Problems With Manipulation Techniques


The problem with most marriage books and blogs is they often promote manipulation techniques to get a husband to do what a wife wants instead of teaching a wife to have a gentle and quiet spirit that loves, serves, and is submissive to her husband.

I recently posted the above paragraph on facebook and told Ken. He said that a wife should be able to make a request to her husband once a month if she wants something from him.  I told him my life has been SO much better since I didn't expect anything from him.

I have learned to just focus upon becoming the woman God wants me to be, not the man God wants Ken to be.  I have learned not to put any expectations upon Ken about anything.  I have learned to just let him be and allow the Lord to change him.

I use to want Ken to adore me and say nice things to me.  I use to want many things from him and I was miserable.  Now that I just focus upon serving him and trying to please him and just think of ways to change myself, we are both much happier.

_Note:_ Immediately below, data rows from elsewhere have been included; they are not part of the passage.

impl Worker {
    /// Registers the worker in the task store and prepares its working
    /// directory. Registration failure is fatal for the process.
    pub async fn new(
        name: String,
        config: WorkerServiceConfig,
        task_store: Arc<dyn TaskStore>,
        lock_storage: Arc<dyn LockStorage>,
        registry: Arc<TaskRegistry>,
        shutdown: watch::Receiver<ShutdownSignal>,
    ) -> anyhow::Result<Worker> {
        let versions = registry.versions().clone();

        task_store
            .upsert_worker(&name, &versions)
            .await
            .with_context(|| format!("failed to register worker {name}"))?;

        let working_dir = config.working_dir.join(&name);
        std::fs::create_dir_all(&working_dir)
            .with_context(|| format!("failed to create working directory {working_dir:?}"))?;

        // Random initial countdown staggers the cleanup sweeps of
        // workers started together.
        let cleanup_interval = config.worker_cleanup_interval.max(1);
        let worker_cleanup_countdown =
            rand::rng().random_range((cleanup_interval / 10).max(1)..=cleanup_interval);

        info!("Worker {name} registered");

        Ok(Worker {
            name,
            versions,
            ignored_task_countdown: config.ignored_tasks_cleanup_interval.max(1),
            metric_heartbeat_countdown: config.metric_heartbeat_interval.max(1),
            worker_cleanup_countdown,
            config,
            task_store,
            locks: TaskLocks::new(lock_storage),
            registry,
            shutdown,
            shutdown_channel_closed: false,
            applied_signal: ShutdownSignal::None,
            shutdown_requested: false,
            grace_deadline: None,
            last_heartbeat: Utc::now(),
            ignored_task_ids: HashSet::new(),
            num_workers: 1,
            working_dir,
        })
    }

    pub fn name(&self) -> &str {
        &self.name
    }

    pub fn ignored_task_ids(&self) -> &HashSet<TaskId> {
        &self.ignored_task_ids
    }

    /// Main worker loop. In burst mode tasks are processed until the
    /// queue is empty and the worker exits without idle sleeping.
    pub async fn run(&mut self, burst: bool) -> anyhow::Result<()> {
        info!(
            "Worker {} started{}",
            self.name,
            if burst { " in burst mode" } else { "" }
        );

        if burst {
            self.handle_tasks().await;
        } else {
            loop {
                self.refresh_shutdown();
                if self.shutdown_requested {
                    break;
                }
                self.handle_tasks().await;
                self.refresh_shutdown();
                if self.shutdown_requested {
                    break;
                }
                self.sleep().await;
            }
        }

        self.shutdown().await
    }

    /// Picks and supervises tasks until no more are claimable.
    pub async fn handle_tasks(&mut self) {
        loop {
            self.refresh_shutdown();
            if self.shutdown_requested {
                return;
            }

            let Some((task, held)) = self.fetch_task().await else {
                return;
            };

            let unmatched = unmatched_versions(&task.versions, &self.versions);
            if !unmatched.is_empty() {
                info!(
                    "Incompatible versions to execute task {} in domain: {} by worker {}: {}",
                    task.id,
                    task.domain_name,
                    self.name,
                    unmatched.join(",")
                );
                self.ignored_task_ids.insert(task.id);
                self.release_task_locks(&task.id, &held).await;
                return;
            }

            if task.immediate {
                self.supervise_immediate_task(&task).await;
            } else {
                self.supervise_task(&task).await;
            }
            self.release_task_locks(&task.id, &held).await;
        }
    }

    /// One pass over the waiting batch: claim first (one cheap round
    /// trip), then the all-or-nothing resource acquisition. Resources
    /// seen blocked in this pass short-circuit every later task that
    /// needs them, without further lock service round trips.
    async fn fetch_task(&mut self) -> Option<(TaskRecord, HeldLocks)> {
        let waiting = match self
            .task_store
            .waiting_tasks(self.config.fetch_task_limit, &self.ignored_task_ids)
            .await
        {
            Ok(tasks) => tasks,
            Err(error) => {
                warn!("Failed to query waiting tasks: {error}");
                return None;
            }
        };

        let mut blocked_resources: HashSet<String> = HashSet::new();

        for task in waiting {
            let resources = task.resources();

            if let Some(blocked) = resources
                .iter_all()
                .find(|resource| blocked_resources.contains(*resource))
            {
                debug!("Task {} skipped: needs blocked resource {blocked}", task.id);
                continue;
            }

            match self.locks.claim(&task.id, &self.name).await {
                Ok(true) => {}
                Ok(false) => {
                    debug!(
                        "Worker {} skipped task {} - another worker holds the task lock",
                        self.name, task.id
                    );
                    continue;
                }
                Err(error) => {
                    debug!("Claim attempt for task {} failed: {error}", task.id);
                    continue;
                }
            }

            info!(
                "Worker {} acquired task lock for task {} in domain: {}",
                self.name, task.id, task.domain_name
            );

            match self.locks.acquire(&self.name, &resources).await {
                Ok(AcquireOutcome::Acquired(held)) => {
                    info!(
                        "Worker {} acquired all resources for task {} in domain: {}",
                        self.name, task.id, task.domain_name
                    );
                    return Some((task, held));
                }
                Ok(AcquireOutcome::Blocked(blockers)) => {
                    self.drop_claim(&task.id).await;
                    debug!(
                        "Worker {} failed to acquire resource locks for task {} (blocked: {blockers:?}), released task lock",
                        self.name, task.id
                    );
                    blocked_resources.extend(blockers);
                }
                Err(error) => {
                    debug!(
                        "Resource lock acquisition for task {} failed: {error}",
                        task.id
                    );
                    self.drop_claim(&task.id).await;
                }
            }
        }

        None
    }

    async fn drop_claim(&self, task_id: &TaskId) {
        if let Err(error) = self.locks.release_claim(task_id, &self.name).await {
            warn!("Failed to release task lock for {task_id}: {error}");
        }
    }

    async fn release_task_locks(&self, task_id: &TaskId, held: &HeldLocks) {
        if let Err(error) = self.locks.release(&self.name, held).await {
            warn!("Failed to release resource locks for task {task_id}: {error}");
        }
        self.drop_claim(task_id).await;
    }

    /// Runs an immediate task inline, without forking.
    async fn supervise_immediate_task(&mut self, task: &TaskRecord) {
        info!(
            "WORKER IMMEDIATE EXECUTION: Worker {} executing immediate task {} in domain: {}",
            self.name, task.id, task.domain_name
        );
        let started = Instant::now();
        match execute_task(
            self.task_store.as_ref(),
            &self.registry,
            &task.id,
            &self.working_dir,
            std::future::pending(),
        )
        .await
        {
            Ok(outcome) => {
                metrics::record_task_execution_time(started.elapsed());
                metrics::record_task_process_exit(outcome == TaskOutcome::Completed);
            }
            Err(error) => {
                metrics::record_task_process_exit(false);
                warn!("Failed to execute immediate task {}: {error}", task.id);
            }
        }
    }

    /// Forks the task child and supervises it.
    async fn supervise_task(&mut self, task: &TaskRecord) {
        info!(
            "WORKER DEFERRED EXECUTION: Worker {} executing deferred task {} in domain: {}",
            self.name, task.id, task.domain_name
        );

        let task_dir = match tempfile::Builder::new()
            .prefix("task-")
            .tempdir_in(&self.working_dir)
        {
            Ok(dir) => dir,
            Err(error) => {
                warn!(
                    "Failed to create working directory for task {}: {error}",
                    task.id
                );
                return;
            }
        };

        let mut child = match TaskChild::spawn(&task.id, task_dir.path()) {
            Ok(child) => child,
            Err(error) => {
                warn!("Failed to spawn task process for task {}: {error}", task.id);
                return;
            }
        };

        self.supervise_child(&mut child, task).await;
    }

    /// Multiplexed wait on {child exit, shutdown signal, heartbeat
    /// deadline}. Every wake heartbeats; shutdown requests apply the
    /// grace rules before the child is aborted and finally killed.
    pub async fn supervise_child(&mut self, child: &mut TaskChild, task: &TaskRecord) {
        let heartbeat_period = self.config.heartbeat_period();
        let mut abort_sent = false;

        loop {
            let wake = tokio::select! {
                status = child.wait() => Wake::Exited(status),
                result = self.shutdown.changed(), if !self.shutdown_channel_closed => {
                    Wake::Signal { channel_closed: result.is_err() }
                }
                _ = tokio::time::sleep(heartbeat_period) => Wake::Timeout,
            };

            if let Wake::Signal {
                channel_closed: true,
            } = wake
            {
                self.shutdown_channel_closed = true;
            }

            self.refresh_shutdown();
            self.beat().await;

            if let Wake::Exited(status) = wake {
                metrics::record_task_execution_time(child.elapsed());
                match status {
                    Ok(status) if status.success() => {
                        metrics::record_task_process_exit(true);
                    }
                    Ok(status) => {
                        metrics::record_task_process_exit(false);
                        warn!(
                            "Task process for {} exited with non zero status: {status}",
                            task.id
                        );
                    }
                    Err(error) => {
                        metrics::record_task_process_exit(false);
                        warn!("Failed to wait for task process for {}: {error}", task.id);
                    }
                }
                return;
            }

            if self.shutdown_requested {
                match self.grace_deadline {
                    None => {
                        info!(
                            "Worker shutdown requested, waiting for task {} in domain: {} to finish",
                            task.id, task.domain_name
                        );
                    }
                    Some(deadline) if Utc::now() < deadline => {
                        info!(
                            "Worker shutdown requested, waiting for task {} in domain: {} until {deadline}",
                            task.id, task.domain_name
                        );
                    }
                    Some(_) => {
                        if abort_sent {
                            info!(
                                "Killing task process for {} after unanswered abort hint",
                                task.id
                            );
                            child.kill().await;
                        } else {
                            info!(
                                "Aborting current task {} in domain: {} due to worker shutdown",
                                task.id, task.domain_name
                            );
                            child.abort().await;
                            abort_sent = true;
                        }
                        self.grace_deadline =
                            Some(Utc::now() + to_chrono(self.config.task_kill_interval));
                    }
                }
            }
        }
    }

    /// Idle pause scaled by fleet size: `N_workers x 10ms` plus jitter,
    /// so pollers spread out instead of hammering the store in lock
    /// step. Always heartbeats before sleeping.
    async fn sleep(&mut self) {
        let base_ms = self.num_workers as f64 * 10.0;
        let jitter_ms = rand::rng().random_range(0.5..1.5);
        let sleep_for = Duration::from_secs_f64((base_ms + jitter_ms) / 1000.0);

        debug!(
            "Worker {} sleeping for {sleep_for:?} (workers={})",
            self.name, self.num_workers
        );

        self.beat().await;
        tokio::time::sleep(sleep_for).await;
    }

    pub(crate) fn refresh_shutdown(&mut self) {
        if self.shutdown_channel_closed {
            return;
        }
        let current = *self.shutdown.borrow_and_update();
        if current == self.applied_signal {
            return;
        }
        self.applied_signal = current;
        match current {
            ShutdownSignal::None => {}
            ShutdownSignal::Graceful => {
                self.shutdown_requested = true;
                self.grace_deadline = None;
            }
            ShutdownSignal::Forced { grace_deadline } => {
                self.shutdown_requested = true;
                self.grace_deadline = Some(grace_deadline);
            }
        }
    }

    async fn shutdown(&mut self) -> anyhow::Result<()> {
        if let Err(error) = self.task_store.delete_worker(&self.name).await {
            warn!(
                "Failed to delete the registry row of worker {}: {error}",
                self.name
            );
        }
        info!("Worker {} was shut down", self.name);
        Ok(())
    }
}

I read those blogs that tell you how you can get your husband to be more romantic or help around the house more or treat you better, etc.  There's always some type of formula {manipulation} in order to get what you want from your man.

I prefer to just teach the ways of God and what He expects from godly women.  He wants us to know Him and let His Word dwell in us richly.  He wants us to deny ourselves and think more highly of others than ourselves.  He wants us to be servants and be willing to serve others.

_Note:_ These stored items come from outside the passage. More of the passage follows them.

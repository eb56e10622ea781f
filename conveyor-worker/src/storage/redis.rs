// Copyright 2024 Golem Cloud
//
// Licensed under the Apache License, Version 2.0 (the "License");
// you may not use this file except in compliance with the License.
// You may obtain a copy of the License at
//
//     http://www.apache.org/licenses/LICENSE-2.0
//
// Unless required by applicable law or agreed to in writing, software
// distributed under the License is distributed on an "AS IS" BASIS,
// WITHOUT WARRANTIES OR CONDITIONS OF ANY KIND, either express or implied.
// See the License for the specific language governing permissions and
// limitations under the License.

use std::time::Duration;

use async_trait::async_trait;
use lazy_static::lazy_static;
use redis::{AsyncCommands, Script};

use conveyor_common::redis::RedisPool;

use crate::storage::{LockStorage, LockStorageError, ResourceLockKeys};

lazy_static! {
    /// KEYS: for each resource an (exclusive_key, shared_key) pair,
    /// exclusive resources first. ARGV: owner, number of exclusive pairs.
    /// Evaluated as one unit under the server's single-threaded execution
    /// guarantee, so either every lock is written or none is.
    static ref ACQUIRE_SCRIPT: Script = Script::new(
        r#"
        local owner = ARGV[1]
        local num_exclusive = tonumber(ARGV[2])
        local total = #KEYS / 2
        for i = 1, num_exclusive do
            if redis.call('EXISTS', KEYS[2 * i - 1]) == 1
                or redis.call('SCARD', KEYS[2 * i]) > 0 then
                return { KEYS[2 * i - 1] }
            end
        end
        for i = num_exclusive + 1, total do
            if redis.call('EXISTS', KEYS[2 * i - 1]) == 1 then
                return { KEYS[2 * i - 1] }
            end
        end
        for i = 1, num_exclusive do
            redis.call('SET', KEYS[2 * i - 1], owner)
        end
        for i = num_exclusive + 1, total do
            redis.call('SADD', KEYS[2 * i], owner)
        end
        return {}
        "#,
    );

    /// KEYS: exclusive keys first, then shared keys. ARGV: owner, number
    /// of exclusive keys. The SREM/DEL pair runs atomically so a
    /// concurrent SADD cannot end up deleted with the emptied set.
    static ref RELEASE_SCRIPT: Script = Script::new(
        r#"
        local owner = ARGV[1]
        local num_exclusive = tonumber(ARGV[2])
        for i = 1, num_exclusive do
            if redis.call('GET', KEYS[i]) == owner then
                redis.call('DEL', KEYS[i])
            end
        end
        for i = num_exclusive + 1, #KEYS do
            redis.call('SREM', KEYS[i], owner)
            if redis.call('SCARD', KEYS[i]) == 0 then
                redis.call('DEL', KEYS[i])
            end
        end
        return 1
        "#,
    );

    static ref COMPARE_AND_DELETE_SCRIPT: Script = Script::new(
        r#"
        if redis.call('GET', KEYS[1]) == ARGV[1] then
            return redis.call('DEL', KEYS[1])
        end
        return 0
        "#,
    );
}

pub struct RedisLockStorage {
    pool: RedisPool,
}

impl RedisLockStorage {
    pub fn new(pool: RedisPool) -> Self {
        Self { pool }
    }
}

#[async_trait]
impl LockStorage for RedisLockStorage {
    async fn set_if_absent(
        &self,
        key: &str,
        value: &str,
        ttl: Option<Duration>,
    ) -> Result<bool, LockStorageError> {
        let mut conn = self.pool.connection();
        let mut cmd = redis::cmd("SET");
        cmd.arg(self.pool.prefixed(key)).arg(value).arg("NX");
        if let Some(ttl) = ttl {
            cmd.arg("EX").arg(ttl.as_secs());
        }
        let reply: Option<String> = cmd.query_async(&mut conn).await?;
        Ok(reply.is_some())
    }

    async fn get(&self, key: &str) -> Result<Option<String>, LockStorageError> {
        let mut conn = self.pool.connection();
        let value: Option<String> = conn.get(self.pool.prefixed(key)).await?;
        Ok(value)
    }

    async fn delete(&self, key: &str) -> Result<(), LockStorageError> {
        let mut conn = self.pool.connection();
        let _: () = conn.del(self.pool.prefixed(key)).await?;
        Ok(())
    }

    async fn compare_and_delete(
        &self,
        key: &str,
        expected: &str,
    ) -> Result<bool, LockStorageError> {
        let mut conn = self.pool.connection();
        let deleted: i32 = COMPARE_AND_DELETE_SCRIPT
            .key(self.pool.prefixed(key))
            .arg(expected)
            .invoke_async(&mut conn)
            .await?;
        Ok(deleted == 1)
    }

    async fn set_members(&self, key: &str) -> Result<Vec<String>, LockStorageError> {
        let mut conn = self.pool.connection();
        let mut members: Vec<String> = conn.smembers(self.pool.prefixed(key)).await?;
        members.sort();
        Ok(members)
    }

    async fn set_size(&self, key: &str) -> Result<usize, LockStorageError> {
        let mut conn = self.pool.connection();
        let size: usize = conn.scard(self.pool.prefixed(key)).await?;
        Ok(size)
    }

    async fn acquire_resource_locks(
        &self,
        owner: &str,
        exclusive: &[ResourceLockKeys],
        shared: &[ResourceLockKeys],
    ) -> Result<Vec<String>, LockStorageError> {
        let mut conn = self.pool.connection();
        let mut invocation = ACQUIRE_SCRIPT.prepare_invoke();
        for keys in exclusive.iter().chain(shared.iter()) {
            invocation
                .key(self.pool.prefixed(&keys.exclusive_key))
                .key(self.pool.prefixed(&keys.shared_key));
        }
        invocation.arg(owner).arg(exclusive.len());
        let blocked: Vec<String> = invocation.invoke_async(&mut conn).await?;
        Ok(blocked
            .iter()
            .map(|key| self.pool.strip_prefix(key).to_string())
            .collect())
    }

    async fn release_resource_locks(
        &self,
        owner: &str,
        exclusive: &[ResourceLockKeys],
        shared: &[ResourceLockKeys],
    ) -> Result<(), LockStorageError> {
        if exclusive.is_empty() && shared.is_empty() {
            return Ok(());
        }
        let mut conn = self.pool.connection();
        let mut invocation = RELEASE_SCRIPT.prepare_invoke();
        for keys in exclusive {
            invocation.key(self.pool.prefixed(&keys.exclusive_key));
        }
        for keys in shared {
            invocation.key(self.pool.prefixed(&keys.shared_key));
        }
        invocation.arg(owner).arg(exclusive.len());
        let _: i32 = invocation.invoke_async(&mut conn).await?;
        Ok(())
    }

    async fn scan_keys(&self, pattern: &str) -> Result<Vec<String>, LockStorageError> {
        let mut conn = self.pool.connection();
        let mut keys = Vec::new();
        {
            let mut iter: redis::AsyncIter<String> =
                conn.scan_match(self.pool.prefixed(pattern)).await?;
            while let Some(key) = iter.next_item().await {
                keys.push(self.pool.strip_prefix(&key).to_string());
            }
        }
        keys.sort();
        Ok(keys)
    }
}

Taking our eyes off of our husbands and what we want from them is a very good thing.  Life becomes so much simpler.  Keep your eyes upon Jesus.  Draw closer to Him and allow Him to make you into the woman He desires.  Then watch how you will reap what you sow.

Let it be the hidden person of the heart, 
with the imperishable quality 
of a gentle and quiet spirit, 
which is precious in the sight of God.
I Peter 3:4

***I am not saying you shouldn't ever let your desires be known to your husband but I bet most of them know all of your desires after several years of marriage!

Comments (22)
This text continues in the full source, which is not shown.